WHAT THE EXERCISE ASKS: Check every line below for the word "info" and copy the ones that have it.
━━━
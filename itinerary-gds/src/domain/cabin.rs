//! Marketed cabin types.

use std::fmt;
use std::str::FromStr;

use serde::{Deserialize, Serialize};

/// Error returned when a cabin name is not recognised.
#[derive(Debug, Clone, PartialEq, Eq, thiserror::Error)]
#[error("unknown cabin: {0}")]
pub struct UnknownCabin(String);

/// A marketed service class, independent of the booking letter that sells it.
#[derive(Debug, Clone, Copy, PartialEq, Eq, Hash, PartialOrd, Ord, Serialize, Deserialize)]
#[serde(rename_all = "UPPERCASE", try_from = "String")]
pub enum Cabin {
    First,
    Business,
    Premium,
    Economy,
}

/// Synonyms, most specific first.
const SYNONYMS: &[(&str, Cabin)] = &[
    ("premium economy", Cabin::Premium),
    ("premium select", Cabin::Premium),
    ("premium plus", Cabin::Premium),
    ("world traveller plus", Cabin::Premium),
    ("economy plus", Cabin::Premium),
    ("premium", Cabin::Premium),
    ("basic economy", Cabin::Economy),
    ("main cabin", Cabin::Economy),
    ("world traveller", Cabin::Economy),
    ("economy", Cabin::Economy),
    ("coach", Cabin::Economy),
    ("standard", Cabin::Economy),
    ("upper class", Cabin::Business),
    ("business", Cabin::Business),
    ("club world", Cabin::Business),
    ("club", Cabin::Business),
    ("polaris", Cabin::Business),
    ("delta one", Cabin::Business),
    ("first", Cabin::First),
    ("la premiere", Cabin::First),
];

impl Cabin {
    /// Normalise free cabin text to a cabin.
    ///
    /// ```
    /// use itinerary_gds::domain::Cabin;
    ///
    /// assert_eq!(Cabin::from_text("Premium Economy"), Some(Cabin::Premium));
    /// assert_eq!(Cabin::from_text("Basic Economy"), Some(Cabin::Economy));
    /// assert_eq!(Cabin::from_text("Upper Class"), Some(Cabin::Business));
    /// assert_eq!(Cabin::from_text("Lounge"), None);
    /// ```
    pub fn from_text(text: &str) -> Option<Cabin> {
        let lower = text.trim().to_lowercase();
        SYNONYMS
            .iter()
            .find(|(name, _)| lower.starts_with(name))
            .map(|(_, cabin)| *cabin)
    }

    /// Length of the cabin phrase at the start of `text`, when there is one.
    pub(crate) fn match_prefix(text: &str) -> Option<(Cabin, usize)> {
        let lower = text.to_ascii_lowercase();
        SYNONYMS.iter().find_map(|(name, cabin)| {
            let rest = lower.strip_prefix(name)?;
            let at_boundary = rest.chars().next().is_none_or(|c| !c.is_alphanumeric());
            at_boundary.then_some((*cabin, name.len()))
        })
    }

    /// Booking letter used when no table has an entry for this cabin.
    pub fn fixed_default(&self) -> char {
        match self {
            Cabin::First => 'F',
            Cabin::Business => 'J',
            Cabin::Premium => 'N',
            Cabin::Economy => 'Y',
        }
    }

    /// The cabin sold instead on short-haul sectors, if any.
    pub fn short_haul_equivalent(&self) -> Option<Cabin> {
        match self {
            Cabin::First => Some(Cabin::Business),
            Cabin::Premium => Some(Cabin::Economy),
            Cabin::Business | Cabin::Economy => None,
        }
    }

    pub fn as_str(&self) -> &'static str {
        match self {
            Cabin::First => "FIRST",
            Cabin::Business => "BUSINESS",
            Cabin::Premium => "PREMIUM",
            Cabin::Economy => "ECONOMY",
        }
    }
}

impl fmt::Display for Cabin {
    fn fmt(&self, f: &mut fmt::Formatter<'_>) -> fmt::Result {
        f.write_str(self.as_str())
    }
}

impl FromStr for Cabin {
    type Err = UnknownCabin;

    fn from_str(s: &str) -> Result<Self, Self::Err> {
        Cabin::from_text(s).ok_or_else(|| UnknownCabin(s.to_string()))
    }
}

impl TryFrom<String> for Cabin {
    type Error = UnknownCabin;

    fn try_from(value: String) -> Result<Self, Self::Error> {
        value.parse()
    }
}
//! Text selection monitoring.
//!
//! Polls the selection query collaborator and emits a TextSelection
//! event when the selected text actually changes. Repeats of the same
//! text are suppressed, and a minimum time between emitted events keeps
//! drag-selection noise out of the timeline.

use crate::event::{CaptureClock, EventPayload, PendingEvent, SelectionSource};
use crate::timeline::TimelineBuffer;
use std::sync::atomic::{AtomicBool, Ordering};
use std::sync::{Arc, Mutex};
use std::thread::{self, JoinHandle};
use std::time::Duration;

/// A selection as reported by the external query collaborator.
#[derive(Debug, Clone)]
pub struct SelectedText {
    pub text: String,
    pub app_name: Option<String>,
    pub source: SelectionSource,
}

/// External selection query collaborator. Returns `None` when nothing is
/// selected or the selection cannot be read.
pub trait SelectionQuery: Send + Sync {
    fn selected_text(&self) -> Option<SelectedText>;
}

pub struct TextSelectionMonitor {
    query: Arc<dyn SelectionQuery>,
    bus: Arc<TimelineBuffer>,
    clock: CaptureClock,
    change_threshold_us: u64,
    max_len: usize,
    last_text: Option<String>,
    last_emit_us: Option<u64>,
}

impl TextSelectionMonitor {
    pub fn new(
        query: Arc<dyn SelectionQuery>,
        bus: Arc<TimelineBuffer>,
        clock: CaptureClock,
        change_threshold: Duration,
        max_len: usize,
    ) -> Self {
        Self {
            query,
            bus,
            clock,
            change_threshold_us: change_threshold.as_micros() as u64,
            max_len,
            last_text: None,
            last_emit_us: None,
        }
    }

    /// Performs one poll cycle.
    pub fn poll(&mut self) {
        let now = self.clock.now_us();
        if let Some(last) = self.last_emit_us {
            if now.saturating_sub(last) < self.change_threshold_us {
                return;
            }
        }

        let Some(selection) = self.query.selected_text() else {
            return;
        };
        if selection.text.is_empty() {
            return;
        }
        if self.last_text.as_deref() == Some(selection.text.as_str()) {
            return;
        }

        let text: String = selection.text.chars().take(self.max_len).collect();
        let payload = EventPayload::TextSelection {
            text,
            app_name: selection.app_name,
            source: selection.source,
        };
        self.bus.ingest(PendingEvent::capture(&self.clock, payload));

        tracing::debug!(
            chars = selection.text.chars().count(),
            source = selection.source.as_str(),
            "Text selection captured"
        );
        self.last_text = Some(selection.text);
        self.last_emit_us = Some(now);
    }
}

/// Spawns the selection polling thread.
pub fn spawn_selection_thread(
    monitor: Arc<Mutex<TextSelectionMonitor>>,
    shutdown: Arc<AtomicBool>,
    interval: Duration,
) -> JoinHandle<()> {
    thread::spawn(move || {
        tracing::info!(
            interval_ms = interval.as_millis(),
            "Selection polling thread started"
        );

        while !shutdown.load(Ordering::SeqCst) {
            if let Ok(mut monitor) = monitor.lock() {
                monitor.poll();
            }
            thread::sleep(interval);
        }

        tracing::info!("Selection polling thread shutting down");
    })
}

#[cfg(test)]
mod tests {
    use super::*;

    struct ScriptedSelection {
        script: Mutex<Vec<Option<SelectedText>>>,
    }

    impl ScriptedSelection {
        fn new(mut script: Vec<Option<SelectedText>>) -> Arc<Self> {
            script.reverse();
            Arc::new(Self {
                script: Mutex::new(script),
            })
        }
    }

    impl SelectionQuery for ScriptedSelection {
        fn selected_text(&self) -> Option<SelectedText> {
            self.script.lock().unwrap().pop().flatten()
        }
    }

    fn selection(text: &str) -> Option<SelectedText> {
        Some(SelectedText {
            text: text.to_string(),
            app_name: Some("Safari".to_string()),
            source: SelectionSource::Accessibility,
        })
    }

    fn monitor_with(
        script: Vec<Option<SelectedText>>,
        threshold: Duration,
    ) -> (TextSelectionMonitor, Arc<TimelineBuffer>) {
        let bus = Arc::new(TimelineBuffer::new());
        let monitor = TextSelectionMonitor::new(
            ScriptedSelection::new(script),
            Arc::clone(&bus),
            CaptureClock::new(),
            threshold,
            2000,
        );
        (monitor, bus)
    }

    #[test]
    fn test_repeated_selection_emits_once() {
        let (mut monitor, bus) = monitor_with(
            vec![selection("hello"), selection("hello"), selection("world")],
            Duration::ZERO,
        );

        monitor.poll();
        monitor.poll();
        monitor.poll();

        let snapshot = bus.snapshot();
        assert_eq!(snapshot.len(), 2);
        assert!(matches!(
            &snapshot[0].payload,
            EventPayload::TextSelection { text, .. } if text == "hello"
        ));
        assert!(matches!(
            &snapshot[1].payload,
            EventPayload::TextSelection { text, .. } if text == "world"
        ));
    }

    #[test]
    fn test_change_threshold_suppresses_bursts() {
        let (mut monitor, bus) = monitor_with(
            vec![selection("one"), selection("two")],
            Duration::from_secs(3600),
        );

        monitor.poll(); // emits "one"
        monitor.poll(); // inside the threshold window, suppressed

        assert_eq!(bus.snapshot().len(), 1);
    }

    #[test]
    fn test_empty_and_missing_selections_skipped() {
        let (mut monitor, bus) = monitor_with(vec![None, selection(""), selection("x")], Duration::ZERO);

        monitor.poll();
        monitor.poll();
        monitor.poll();

        assert_eq!(bus.snapshot().len(), 1);
    }

    #[test]
    fn test_long_selection_truncated() {
        let long = "a".repeat(5000);
        let (mut monitor, bus) = monitor_with(vec![selection(&long)], Duration::ZERO);

        monitor.poll();

        match &bus.snapshot()[0].payload {
            EventPayload::TextSelection { text, .. } => assert_eq!(text.len(), 2000),
            other => panic!("expected TextSelection, got {other:?}"),
        }
    }
}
━━━
WRITTEN SOLUTION:
        tracing::info!(
        tracing::info!("Selection polling thread shutting down");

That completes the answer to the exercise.